Stored data
....

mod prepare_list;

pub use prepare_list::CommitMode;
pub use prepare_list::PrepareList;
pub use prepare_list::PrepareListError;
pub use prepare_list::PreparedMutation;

....

▶ [Exercise directions] The full set of records must be output again exactly.

▶ [Result for this task]
mod prepare_list;

pub use prepare_list::CommitMode;
pub use prepare_list::PrepareList;
pub use prepare_list::PrepareListError;
pub use prepare_list::PreparedMutation;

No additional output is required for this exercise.